• Try it: If a line in the records below contains "DispatchError", copy that line.

*** Opening Data extracts ***

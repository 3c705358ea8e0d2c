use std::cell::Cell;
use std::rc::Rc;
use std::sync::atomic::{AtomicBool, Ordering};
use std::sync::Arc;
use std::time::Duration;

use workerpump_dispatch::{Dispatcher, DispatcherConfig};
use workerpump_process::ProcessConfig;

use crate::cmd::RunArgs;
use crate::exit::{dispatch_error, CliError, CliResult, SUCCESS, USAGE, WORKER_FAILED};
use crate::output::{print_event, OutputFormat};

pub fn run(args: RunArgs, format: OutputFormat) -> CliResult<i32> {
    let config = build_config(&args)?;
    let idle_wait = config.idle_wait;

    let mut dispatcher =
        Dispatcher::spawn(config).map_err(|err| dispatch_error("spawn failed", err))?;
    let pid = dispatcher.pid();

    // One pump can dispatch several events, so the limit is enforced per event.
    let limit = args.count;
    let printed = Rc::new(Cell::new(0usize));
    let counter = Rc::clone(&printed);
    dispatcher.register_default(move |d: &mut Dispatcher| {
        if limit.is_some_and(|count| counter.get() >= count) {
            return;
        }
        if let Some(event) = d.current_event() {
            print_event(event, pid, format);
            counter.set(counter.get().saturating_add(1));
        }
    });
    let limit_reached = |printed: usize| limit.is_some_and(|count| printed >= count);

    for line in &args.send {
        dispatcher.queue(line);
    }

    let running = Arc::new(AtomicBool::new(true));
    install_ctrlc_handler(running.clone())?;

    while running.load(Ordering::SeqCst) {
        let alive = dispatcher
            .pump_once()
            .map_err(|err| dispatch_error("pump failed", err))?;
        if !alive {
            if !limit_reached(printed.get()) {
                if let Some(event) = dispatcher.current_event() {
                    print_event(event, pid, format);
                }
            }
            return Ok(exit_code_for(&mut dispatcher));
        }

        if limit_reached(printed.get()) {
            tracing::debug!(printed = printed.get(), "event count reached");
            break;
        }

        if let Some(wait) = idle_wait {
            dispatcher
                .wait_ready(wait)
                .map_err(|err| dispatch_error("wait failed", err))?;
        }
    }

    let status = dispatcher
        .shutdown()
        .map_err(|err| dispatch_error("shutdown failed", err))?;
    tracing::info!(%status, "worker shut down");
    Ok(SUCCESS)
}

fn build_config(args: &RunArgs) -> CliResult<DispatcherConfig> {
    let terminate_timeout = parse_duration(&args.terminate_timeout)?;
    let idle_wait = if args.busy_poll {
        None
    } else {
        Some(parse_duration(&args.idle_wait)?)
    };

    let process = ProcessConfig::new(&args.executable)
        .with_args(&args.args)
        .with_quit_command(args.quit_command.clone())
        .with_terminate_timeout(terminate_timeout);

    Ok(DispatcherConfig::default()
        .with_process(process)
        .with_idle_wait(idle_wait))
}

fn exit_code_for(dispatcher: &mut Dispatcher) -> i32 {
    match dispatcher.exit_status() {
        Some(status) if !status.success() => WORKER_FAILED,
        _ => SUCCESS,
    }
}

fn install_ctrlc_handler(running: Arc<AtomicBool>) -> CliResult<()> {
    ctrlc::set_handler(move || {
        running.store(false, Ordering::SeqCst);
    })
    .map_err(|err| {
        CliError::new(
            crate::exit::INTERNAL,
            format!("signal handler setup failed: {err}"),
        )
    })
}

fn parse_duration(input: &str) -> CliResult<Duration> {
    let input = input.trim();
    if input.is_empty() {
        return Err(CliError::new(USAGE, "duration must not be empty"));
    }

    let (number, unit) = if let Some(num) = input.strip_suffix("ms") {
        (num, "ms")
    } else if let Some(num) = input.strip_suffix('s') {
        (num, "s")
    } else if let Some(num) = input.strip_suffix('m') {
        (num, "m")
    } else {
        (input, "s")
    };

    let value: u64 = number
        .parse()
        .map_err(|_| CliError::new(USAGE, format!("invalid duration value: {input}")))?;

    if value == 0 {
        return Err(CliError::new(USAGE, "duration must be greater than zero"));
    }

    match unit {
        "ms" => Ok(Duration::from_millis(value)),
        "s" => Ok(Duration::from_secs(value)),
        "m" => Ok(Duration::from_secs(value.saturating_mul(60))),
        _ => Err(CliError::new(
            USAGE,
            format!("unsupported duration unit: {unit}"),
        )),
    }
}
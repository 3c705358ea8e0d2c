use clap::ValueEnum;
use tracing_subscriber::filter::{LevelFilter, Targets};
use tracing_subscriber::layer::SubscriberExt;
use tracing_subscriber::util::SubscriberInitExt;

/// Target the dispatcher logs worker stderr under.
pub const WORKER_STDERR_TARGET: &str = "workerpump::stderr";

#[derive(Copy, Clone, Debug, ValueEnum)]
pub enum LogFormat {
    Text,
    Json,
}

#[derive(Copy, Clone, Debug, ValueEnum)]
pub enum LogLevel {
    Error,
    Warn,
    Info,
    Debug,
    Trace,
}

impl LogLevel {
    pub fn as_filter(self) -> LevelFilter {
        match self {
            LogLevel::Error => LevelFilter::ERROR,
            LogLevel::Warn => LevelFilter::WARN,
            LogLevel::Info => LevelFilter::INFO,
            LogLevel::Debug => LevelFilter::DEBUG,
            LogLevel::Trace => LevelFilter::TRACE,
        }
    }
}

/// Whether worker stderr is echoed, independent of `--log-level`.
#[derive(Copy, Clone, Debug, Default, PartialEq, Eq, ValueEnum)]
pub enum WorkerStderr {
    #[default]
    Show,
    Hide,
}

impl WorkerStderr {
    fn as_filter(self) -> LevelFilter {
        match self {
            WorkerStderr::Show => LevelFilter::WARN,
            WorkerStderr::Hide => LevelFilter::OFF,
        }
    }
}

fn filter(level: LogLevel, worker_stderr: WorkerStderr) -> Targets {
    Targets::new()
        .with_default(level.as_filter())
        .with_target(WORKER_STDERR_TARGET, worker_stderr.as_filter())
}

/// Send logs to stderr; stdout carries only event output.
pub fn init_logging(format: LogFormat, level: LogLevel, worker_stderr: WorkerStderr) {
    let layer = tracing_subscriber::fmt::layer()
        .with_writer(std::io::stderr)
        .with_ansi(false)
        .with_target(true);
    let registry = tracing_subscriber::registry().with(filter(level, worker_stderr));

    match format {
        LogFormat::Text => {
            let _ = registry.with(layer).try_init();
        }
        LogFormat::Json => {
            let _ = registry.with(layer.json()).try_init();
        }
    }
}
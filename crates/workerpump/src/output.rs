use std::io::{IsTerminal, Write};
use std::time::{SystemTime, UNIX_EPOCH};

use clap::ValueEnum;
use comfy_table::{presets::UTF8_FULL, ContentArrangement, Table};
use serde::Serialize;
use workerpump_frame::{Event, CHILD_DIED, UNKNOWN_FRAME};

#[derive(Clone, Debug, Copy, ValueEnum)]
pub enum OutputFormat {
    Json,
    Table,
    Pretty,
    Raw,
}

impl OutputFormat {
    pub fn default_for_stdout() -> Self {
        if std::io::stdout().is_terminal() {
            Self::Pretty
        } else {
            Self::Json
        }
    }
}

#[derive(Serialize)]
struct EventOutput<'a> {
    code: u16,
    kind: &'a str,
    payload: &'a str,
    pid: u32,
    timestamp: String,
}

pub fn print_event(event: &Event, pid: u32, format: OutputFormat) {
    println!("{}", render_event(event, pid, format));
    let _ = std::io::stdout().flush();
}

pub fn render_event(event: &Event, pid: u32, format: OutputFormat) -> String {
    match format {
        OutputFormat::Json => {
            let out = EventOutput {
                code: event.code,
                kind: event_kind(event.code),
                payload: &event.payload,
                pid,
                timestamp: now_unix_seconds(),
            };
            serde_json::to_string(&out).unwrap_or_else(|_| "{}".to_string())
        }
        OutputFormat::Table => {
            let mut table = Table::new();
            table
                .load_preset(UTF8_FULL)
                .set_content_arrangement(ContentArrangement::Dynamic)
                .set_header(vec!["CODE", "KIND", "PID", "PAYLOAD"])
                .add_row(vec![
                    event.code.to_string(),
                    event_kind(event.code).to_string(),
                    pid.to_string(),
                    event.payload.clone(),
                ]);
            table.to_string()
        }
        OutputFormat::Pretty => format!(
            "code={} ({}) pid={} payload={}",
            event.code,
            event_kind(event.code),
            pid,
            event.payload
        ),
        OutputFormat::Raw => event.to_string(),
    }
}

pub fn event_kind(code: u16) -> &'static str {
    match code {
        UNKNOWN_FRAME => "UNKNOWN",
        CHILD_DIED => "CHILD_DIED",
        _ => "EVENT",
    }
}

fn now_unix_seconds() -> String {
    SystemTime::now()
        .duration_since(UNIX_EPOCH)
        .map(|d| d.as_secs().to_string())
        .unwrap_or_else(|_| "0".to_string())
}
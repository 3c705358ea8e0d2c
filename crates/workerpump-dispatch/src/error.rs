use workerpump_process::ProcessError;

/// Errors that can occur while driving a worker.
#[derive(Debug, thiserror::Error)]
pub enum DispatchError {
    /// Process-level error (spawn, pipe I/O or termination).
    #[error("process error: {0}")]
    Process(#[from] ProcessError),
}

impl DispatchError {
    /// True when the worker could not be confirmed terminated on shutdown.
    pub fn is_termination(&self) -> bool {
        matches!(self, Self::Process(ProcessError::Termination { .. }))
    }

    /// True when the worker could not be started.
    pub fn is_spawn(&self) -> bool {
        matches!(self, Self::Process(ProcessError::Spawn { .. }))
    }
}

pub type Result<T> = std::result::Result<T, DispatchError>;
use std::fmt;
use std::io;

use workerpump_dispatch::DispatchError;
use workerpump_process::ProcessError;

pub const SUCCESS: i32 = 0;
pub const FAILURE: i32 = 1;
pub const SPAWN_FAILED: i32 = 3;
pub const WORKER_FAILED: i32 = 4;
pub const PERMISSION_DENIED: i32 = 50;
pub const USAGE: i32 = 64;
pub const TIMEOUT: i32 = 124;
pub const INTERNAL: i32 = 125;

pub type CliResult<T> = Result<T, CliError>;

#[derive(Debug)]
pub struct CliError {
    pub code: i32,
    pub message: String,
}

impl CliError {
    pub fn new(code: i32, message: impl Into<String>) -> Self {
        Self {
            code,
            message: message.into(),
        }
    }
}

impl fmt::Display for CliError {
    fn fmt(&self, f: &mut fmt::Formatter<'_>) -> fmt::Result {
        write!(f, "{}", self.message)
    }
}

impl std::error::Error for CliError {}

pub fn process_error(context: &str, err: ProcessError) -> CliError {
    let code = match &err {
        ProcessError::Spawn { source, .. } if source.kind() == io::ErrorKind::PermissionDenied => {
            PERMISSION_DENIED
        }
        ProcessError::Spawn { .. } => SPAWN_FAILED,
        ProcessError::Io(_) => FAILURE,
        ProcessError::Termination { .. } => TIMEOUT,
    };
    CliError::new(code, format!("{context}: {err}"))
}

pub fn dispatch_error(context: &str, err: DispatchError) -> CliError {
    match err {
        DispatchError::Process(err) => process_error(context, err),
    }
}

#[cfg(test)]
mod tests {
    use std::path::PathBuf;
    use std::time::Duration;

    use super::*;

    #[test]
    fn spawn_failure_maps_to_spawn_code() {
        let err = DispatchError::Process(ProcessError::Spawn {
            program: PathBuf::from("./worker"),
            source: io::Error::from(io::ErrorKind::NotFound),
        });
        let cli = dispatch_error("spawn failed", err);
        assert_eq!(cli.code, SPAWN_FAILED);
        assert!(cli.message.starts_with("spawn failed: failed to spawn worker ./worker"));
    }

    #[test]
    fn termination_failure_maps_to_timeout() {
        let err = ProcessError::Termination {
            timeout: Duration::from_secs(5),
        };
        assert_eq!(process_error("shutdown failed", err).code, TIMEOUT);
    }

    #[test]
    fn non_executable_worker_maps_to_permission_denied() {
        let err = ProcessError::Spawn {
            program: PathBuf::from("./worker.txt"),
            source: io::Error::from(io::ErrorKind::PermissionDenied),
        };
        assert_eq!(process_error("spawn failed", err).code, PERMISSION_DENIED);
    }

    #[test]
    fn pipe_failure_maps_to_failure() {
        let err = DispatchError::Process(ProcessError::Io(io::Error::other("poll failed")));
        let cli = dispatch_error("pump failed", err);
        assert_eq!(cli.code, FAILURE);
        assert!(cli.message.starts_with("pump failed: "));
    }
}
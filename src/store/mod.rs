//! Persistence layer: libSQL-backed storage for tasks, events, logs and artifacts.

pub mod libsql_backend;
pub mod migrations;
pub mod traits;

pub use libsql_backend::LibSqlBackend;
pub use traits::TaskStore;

*** Closing Data extracts ***

• Response box:
pub enum DispatchError {
impl DispatchError {
pub type Result<T> = std::result::Result<T, DispatchError>;
use workerpump_dispatch::DispatchError;
pub fn dispatch_error(context: &str, err: DispatchError) -> CliError {
        DispatchError::Process(err) => process_error(context, err),
        let err = DispatchError::Process(ProcessError::Spawn {
        let err = DispatchError::Process(ProcessError::Io(io::Error::other("poll failed")));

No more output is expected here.